Elizabeth Zamerul – Ele pode causar alto nível de tensão e estresse crônico, gerando desmotivação, falta de comprometimento, boicotes, desagregação na equipe, perda de foco no trabalho, baixa produtividade, alta rotatividade, grande absenteísmo e até mesmo muitas licenças médicas. Enfim, ele pode destruir a equipe.
RH – Um gestor com essa conduta deve ser afastado imediatamente de suas atividades, enquanto o trabalho de mudança comportamental é realizado?
Elizabeth Zamerul – Isto seria o ideal, mas geralmente esta hipótese não é prática, pois não há apoio dos gestores acima dele e falta quem o substitua nas suas funções.
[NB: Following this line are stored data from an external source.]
//! Catalog browsing endpoints: majors, major courses, course details.

use axum::extract::{Path, State};
use axum::http::StatusCode;
use axum::response::{IntoResponse, Response};
use axum::Json;
use serde_json::json;
use std::sync::Arc;
use tracing::info;

use crate::recommend::prereq;
use crate::server::types::ApiErrorType;
use crate::types::AppState;

/// GET /majors
///
/// Returns the names of all loaded majors.
pub async fn get_majors(State(s): State<Arc<AppState>>) -> Response {
    info!("GET /majors");

    let majors = s.catalogs.major_names();
    (StatusCode::OK, Json(json!({ "majors": majors }))).into_response()
}

/// GET /majors/:major_name/courses
///
/// Returns a major's courses split into required, elective, and
/// focus-area buckets.
pub async fn get_major_courses(
    Path(major_name): Path<String>,
    State(s): State<Arc<AppState>>,
) -> Response {
    info!("GET /majors/{}/courses", major_name);

    match s.recommender.major_courses(&major_name) {
        Ok(courses) => (StatusCode::OK, Json(courses)).into_response(),
        Err(e) => ApiErrorType::from((
            StatusCode::NOT_FOUND,
            "Major not found",
            Some(e.to_string()),
        ))
        .into_response(),
    }
}

/// GET /courses/:course_code
///
/// Returns the full catalog record for a course.
pub async fn get_course(
    Path(course_code): Path<String>,
    State(s): State<Arc<AppState>>,
) -> Response {
    info!("GET /courses/{}", course_code);

    match s.catalogs.course(&course_code) {
        Some(course) => (StatusCode::OK, Json(course)).into_response(),
        None => ApiErrorType::from((
            StatusCode::NOT_FOUND,
            "Course not found",
            Some(format!("No course with code: {course_code}")),
        ))
        .into_response(),
    }
}

/// GET /courses/:course_code/prerequisites
///
/// Returns a course's prerequisite expression plus whether it is open to a
/// student with no completed courses.
pub async fn get_course_prerequisites(
    Path(course_code): Path<String>,
    State(s): State<Arc<AppState>>,
) -> Response {
    info!("GET /courses/{}/prerequisites", course_code);

    let Some(course) = s.catalogs.course(&course_code) else {
        return ApiErrorType::from((
            StatusCode::NOT_FOUND,
            "Course not found",
            Some(format!("No course with code: {course_code}")),
        ))
        .into_response();
    };

    let from_scratch = prereq::evaluate(course.prerequisite.as_ref(), &Default::default());

    (
        StatusCode::OK,
        Json(json!({
            "course": course.identifier,
            "prerequisite": course.prerequisite,
            "open_to_new_students": from_scratch.satisfied,
            "missing_for_new_students": from_scratch.missing,
        })),
    )
        .into_response()
}
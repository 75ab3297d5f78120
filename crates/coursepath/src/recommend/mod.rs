/// Rule-based course recommendation
mod engine;
mod error;
pub mod prereq;
mod types;
pub mod year;

pub use engine::Recommender;
pub use error::RecommendError;
pub use types::*;
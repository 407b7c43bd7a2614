//! Per-call write options: where the output goes and how blocks are sized.

use std::fmt;
use std::path::{Path, PathBuf};
use std::sync::Arc;

use emraster_core::config::EngineConfig;

use crate::store::CellStore;

#[derive(Clone)]
pub enum Destination {
    /// New `MemoryStore`.
    Memory,
    /// New `FileStore` at this path.
    File(PathBuf),
    /// Caller-supplied store; its dims must match the output raster.
    Store(Arc<dyn CellStore>),
}

impl Destination {
    /// `memory://...` (or empty) selects memory; `file://path` or a bare path
    /// selects a file.
    pub fn parse(s: &str) -> Self {
        let s = s.trim();
        if s.is_empty() || s.starts_with("memory://") {
            Destination::Memory
        } else if let Some(path) = s.strip_prefix("file://") {
            Destination::File(PathBuf::from(path))
        } else {
            Destination::File(PathBuf::from(s))
        }
    }

    /// Whether writing here would replace the cells held by `store`.
    pub fn overlaps(&self, store: &Arc<dyn CellStore>) -> bool {
        match self {
            Destination::Memory => false,
            Destination::File(path) => same_file(path, Path::new(&store.location())),
            Destination::Store(dest) => std::ptr::addr_eq(Arc::as_ptr(dest), Arc::as_ptr(store)),
        }
    }
}

fn same_file(a: &Path, b: &Path) -> bool {
    match (std::fs::canonicalize(a), std::fs::canonicalize(b)) {
        (Ok(a), Ok(b)) => a == b,
        _ => a == b,
    }
}

impl fmt::Debug for Destination {
    fn fmt(&self, f: &mut fmt::Formatter<'_>) -> fmt::Result {
        match self {
            Destination::Memory => write!(f, "Memory"),
            Destination::File(p) => f.debug_tuple("File").field(p).finish(),
            Destination::Store(s) => f.debug_tuple("Store").field(&s.location()).finish(),
        }
    }
}

#[derive(Debug, Clone)]
pub struct WriteOptions {
    pub destination: Destination,
    pub overwrite: bool,
    /// Fixed rows per block; sized from `mem_cap_bytes` when `None`.
    pub rows_per_block: Option<usize>,
    pub mem_cap_bytes: usize,
    /// Layer counts of every buffer live per block. Empty means "just the
    /// output", which is what a plain copy needs.
    pub stream_layers: Vec<usize>,
}

impl WriteOptions {
    pub fn from_config(cfg: &EngineConfig) -> Self {
        Self {
            destination: Destination::parse(&cfg.destination),
            overwrite: cfg.overwrite,
            rows_per_block: cfg.block_rows_hint,
            mem_cap_bytes: cfg.mem_cap_bytes,
            stream_layers: Vec::new(),
        }
    }

    pub fn with_destination(mut self, destination: Destination) -> Self {
        self.destination = destination;
        self
    }

    pub fn with_rows_per_block(mut self, rows: usize) -> Self {
        self.rows_per_block = Some(rows);
        self
    }

    pub fn with_stream_layers(mut self, layers: Vec<usize>) -> Self {
        self.stream_layers = layers;
        self
    }
}

impl Default for WriteOptions {
    fn default() -> Self {
        Self::from_config(&EngineConfig::default())
    }
}
//! Right-hand operand of an arithmetic call.

use emraster_io::Raster;

#[derive(Debug, Clone)]
pub enum Operand<'a> {
    Scalar(f64),
    /// One value per layer, recycled to the layer count.
    PerLayer(Vec<f64>),
    Raster(&'a Raster),
}

impl<'a> Operand<'a> {
    /// Short shape name recorded in manifests and logs.
    pub fn shape(&self) -> &'static str {
        match self {
            Operand::Scalar(_) => "scalar",
            Operand::PerLayer(_) => "vector",
            Operand::Raster(_) => "raster",
        }
    }

    /// A one-element vector behaves exactly like a scalar.
    pub fn normalized(self) -> Self {
        match self {
            Operand::PerLayer(v) if v.len() == 1 => Operand::Scalar(v[0]),
            other => other,
        }
    }

    pub fn as_raster(&self) -> Option<&'a Raster> {
        match self {
            Operand::Raster(r) => Some(*r),
            _ => None,
        }
    }
}

impl From<f64> for Operand<'_> {
    fn from(x: f64) -> Self {
        Operand::Scalar(x)
    }
}

impl From<Vec<f64>> for Operand<'_> {
    fn from(v: Vec<f64>) -> Self {
        Operand::PerLayer(v)
    }
}

impl<'a> From<&'a Raster> for Operand<'a> {
    fn from(r: &'a Raster) -> Self {
        Operand::Raster(r)
    }
}

#[cfg(test)]
mod tests {
    use super::*;

    #[test]
    fn single_value_vector_is_scalar() {
        assert!(matches!(
            Operand::from(vec![2.5]).normalized(),
            Operand::Scalar(x) if x == 2.5
        ));
        assert_eq!(Operand::from(vec![1.0, 2.0]).normalized().shape(), "vector");
        assert_eq!(Operand::PerLayer(vec![]).normalized().shape(), "vector");
    }
}
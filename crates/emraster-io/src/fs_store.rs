//! Local filesystem cell store.
//!
//! Cells are little-endian `f64`, band-sequential (layer, then row, then
//! column). Geometry lives in a JSON sidecar next to the data file
//! (`<path>.json`). Any row window of one layer is a single contiguous range.

use std::ffi::OsString;
use std::fs::{self, File, OpenOptions};
use std::io::{Read, Seek, SeekFrom, Write};
use std::path::{Path, PathBuf};
use std::sync::{Mutex, MutexGuard};

use serde::{Deserialize, Serialize};

use emraster_core::geometry::Geometry;
use emraster_core::CELL_BYTES;

use crate::error::{StoreError, StoreResult};
use crate::store::{CellStore, StoreDims};

pub const HEADER_VERSION: u16 = 1;

/// Sidecar contents.
#[derive(Debug, Clone, PartialEq, Serialize, Deserialize)]
pub struct FileHeader {
    pub version: u16,
    pub geometry: Geometry,
    pub nlyr: usize,
}

impl FileHeader {
    pub fn new(geometry: Geometry, nlyr: usize) -> Self {
        Self {
            version: HEADER_VERSION,
            geometry,
            nlyr,
        }
    }

    pub fn dims(&self) -> StoreDims {
        StoreDims::new(self.geometry.nrow, self.geometry.ncol, self.nlyr)
    }
}

/// Path of the JSON sidecar for a data file.
pub fn sidecar_path(path: &Path) -> PathBuf {
    let mut s: OsString = path.as_os_str().to_owned();
    s.push(".json");
    PathBuf::from(s)
}

#[derive(Debug, Default)]
struct Handles {
    reader: Option<File>,
    readers: usize,
    writer: Option<File>,
}

#[derive(Debug)]
pub struct FileStore {
    path: PathBuf,
    dims: StoreDims,
    handles: Mutex<Handles>,
}

impl FileStore {
    /// Create a data file (NA-filled) and its sidecar.
    pub fn create(path: impl AsRef<Path>, header: &FileHeader, overwrite: bool) -> StoreResult<Self> {
        let path = path.as_ref().to_path_buf();
        if !overwrite && (path.exists() || sidecar_path(&path).exists()) {
            return Err(StoreError::Exists(path.display().to_string()));
        }
        if let Some(parent) = path.parent() {
            if !parent.as_os_str().is_empty() {
                fs::create_dir_all(parent)?;
            }
        }

        let dims = header.dims();
        let mut f = File::create(&path)?;
        let row = encode(&vec![f64::NAN; dims.ncol]);
        for _ in 0..dims.nrow * dims.nlyr {
            f.write_all(&row)?;
        }
        f.flush()?;

        fs::write(sidecar_path(&path), serde_json::to_vec_pretty(header)?)?;

        Ok(Self {
            path,
            dims,
            handles: Mutex::new(Handles::default()),
        })
    }

    /// Open an existing data file through its sidecar.
    pub fn open(path: impl AsRef<Path>) -> StoreResult<(Self, FileHeader)> {
        let path = path.as_ref().to_path_buf();
        let header: FileHeader = serde_json::from_slice(&fs::read(sidecar_path(&path))?)?;
        if header.version != HEADER_VERSION {
            return Err(StoreError::Header(format!(
                "unsupported version {}",
                header.version
            )));
        }
        let dims = header.dims();
        let expected = (dims.total_cells() * CELL_BYTES) as u64;
        let actual = fs::metadata(&path)?.len();
        if actual != expected {
            return Err(StoreError::Header(format!(
                "{} holds {actual} bytes, expected {expected}",
                path.display()
            )));
        }
        Ok((
            Self {
                path,
                dims,
                handles: Mutex::new(Handles::default()),
            },
            header,
        ))
    }

    pub fn path(&self) -> &Path {
        &self.path
    }

    fn lock(&self) -> StoreResult<MutexGuard<'_, Handles>> {
        self.handles.lock().map_err(|_| StoreError::Poisoned)
    }

    fn offset(&self, layer: usize, row: usize, col: usize) -> u64 {
        (((layer * self.dims.nrow + row) * self.dims.ncol + col) * CELL_BYTES) as u64
    }
}

fn encode(values: &[f64]) -> Vec<u8> {
    let mut out = Vec::with_capacity(values.len() * CELL_BYTES);
    for v in values {
        out.extend_from_slice(&v.to_le_bytes());
    }
    out
}

impl CellStore for FileStore {
    fn location(&self) -> String {
        self.path.display().to_string()
    }

    fn dims(&self) -> StoreDims {
        self.dims
    }

    fn open_read(&self) -> StoreResult<()> {
        let mut h = self.lock()?;
        if h.reader.is_none() {
            h.reader = Some(File::open(&self.path)?);
        }
        h.readers += 1;
        Ok(())
    }

    fn close_read(&self) -> StoreResult<()> {
        let mut h = self.lock()?;
        if h.readers == 0 {
            return Err(StoreError::NotOpen("reading"));
        }
        h.readers -= 1;
        if h.readers == 0 {
            h.reader = None;
        }
        Ok(())
    }

    fn open_write(&self) -> StoreResult<()> {
        let mut h = self.lock()?;
        if h.writer.is_some() {
            return Err(StoreError::AlreadyWriting);
        }
        h.writer = Some(OpenOptions::new().write(true).open(&self.path)?);
        Ok(())
    }

    fn close_write(&self) -> StoreResult<()> {
        let mut h = self.lock()?;
        let mut f = h.writer.take().ok_or(StoreError::NotOpen("writing"))?;
        f.flush()?;
        f.sync_data()?;
        Ok(())
    }

    fn read_rows(
        &self,
        layer: usize,
        start_row: usize,
        nrows: usize,
        out: &mut Vec<f64>,
    ) -> StoreResult<()> {
        self.dims
            .check_window(layer, start_row, nrows, 0, self.dims.ncol)?;
        let offset = self.offset(layer, start_row, 0);
        let mut h = self.lock()?;
        let f = h.reader.as_mut().ok_or(StoreError::NotOpen("reading"))?;
        f.seek(SeekFrom::Start(offset))?;
        let mut bytes = vec![0u8; nrows * self.dims.ncol * CELL_BYTES];
        f.read_exact(&mut bytes)?;
        out.reserve(bytes.len() / CELL_BYTES);
        for chunk in bytes.chunks_exact(CELL_BYTES) {
            let mut b = [0u8; CELL_BYTES];
            b.copy_from_slice(chunk);
            out.push(f64::from_le_bytes(b));
        }
        Ok(())
    }

    fn write_rows(
        &self,
        layer: usize,
        start_row: usize,
        nrows: usize,
        col_offset: usize,
        ncols: usize,
        values: &[f64],
    ) -> StoreResult<()> {
        self.dims
            .check_window(layer, start_row, nrows, col_offset, ncols)?;
        if values.len() != nrows * ncols {
            return Err(StoreError::Shape(format!(
                "{} values for a {nrows}x{ncols} window",
                values.len()
            )));
        }
        let full_rows = col_offset == 0 && ncols == self.dims.ncol;
        let mut h = self.lock()?;
        let f = h.writer.as_mut().ok_or(StoreError::NotOpen("writing"))?;
        if full_rows {
            f.seek(SeekFrom::Start(self.offset(layer, start_row, 0)))?;
            f.write_all(&encode(values))?;
        } else {
            for (r, row) in values.chunks_exact(ncols.max(1)).enumerate().take(nrows) {
                f.seek(SeekFrom::Start(self.offset(layer, start_row + r, col_offset)))?;
                f.write_all(&encode(row))?;
            }
        }
        Ok(())
    }
}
O que se busca é que ele mude, enquanto está no cargo. Quando a situação é tão grave que traz consequências financeiras imediatas para a empresa, como no caso de uma indenização por processo judicial, se for o caso de afastá-lo, a empresa troca a sua função ou cargo ou o demite.
RH – Quem deve avaliar a mudança comportamental do líder considerado tirano é apenas a área de RH?
Elizabeth Zamerul – De acordo com os conceitos atuais sobre Gestão de Pessoas e do líder-coach, cada vez mais o líder é quem deve propor e acompanhar a mudança comportamental do liderado, pois este é quem tem a proximidade necessária no dia-a-dia e o poder real de dar feedback, aplicar as penalidades e contribuir com o desenvolvimento deste gestor tirano. O profissional de RH deve criar as condições e as políticas que dêem apoio às ações do gestor do tirano. Deve também prestar consultoria interna para ajudar o líder do tirano, oferecendo as possibilidades de ações para esta mudança e acompanhar o processo à distância.
RH – Caso o líder não mude seu comportamento, o desligamento é a única alternativa viável?
Elizabeth Zamerul – Isto depende da gravidade do caso, dos riscos para a empresa e para a equipe e dos benefícios financeiros que este gestor traga para a empresa. Para não agir de uma polaridade a outra, ou seja, da tolerância excessiva para a intolerância, creio que deve ser disponibilizado um roteiro de penalidades crescentes, passando por reorientação, advertência verbal, advertência escrita e outras, antes do desligamento. Tudo isto precisa ser combinado e esclarecido para o gestor tirano, assim como para todos os outros profissionais, o quanto antes e sustentado pela direção da empresa, através de monitoramento e feedback adequados.
RH – Supondo que a direção da empresa tenha ciência de uma atuação de gestor tirano e não adote qualquer providência, isso pode gerar processos na Justiça do Trabalho?
Elizabeth Zamerul – Em relação ao assédio moral e a outros danos morais, esta saída – de processos na Justiça do Trabalho – é cada vez mais o que vemos na prática. O número de processos é crescente, mas ainda completamente distante da realidade, pois eles costumam ocorrer quando o liderado se demite ou está no limite de suportar a pressão que vivencia.
RH – Que orientações a Sra. pode dar a quem é vítima de um gestor tirano e aos profissionais de RH que identificam esse problema?
Elizabeth Zamerul – Além do que foi dito anteriormente, sugiro que os liderados leiam muito a respeito, trabalhem a sua autoestima e autoconfiança para se fortalecer e não contribuir com o processo de maus-tratos. O RH tem um papel crucial neste processo, pois pode criar mecanismos de prevenção, como bons treinamentos comportamentais para os gestores; um trabalho consistente sobre os valores da empresa, visando maior integridade dos gestores; pesquisas de clima ou de comprometimento dos colaboradores; ouvidoria ou uma linha ética – um 0800 específico para receber as denúncias destes casos. Pode-se ainda adotar um processo de avaliação de desempenho onde os fatores comportamentais sejam relevantes, onde haja também autoavaliação e, se possível, 180 ou 360 graus e que nestas avaliações seja obrigatória a assinatura do gestor, para que este seja comunicado das opiniões dos colaboradores em relação ao seu liderado.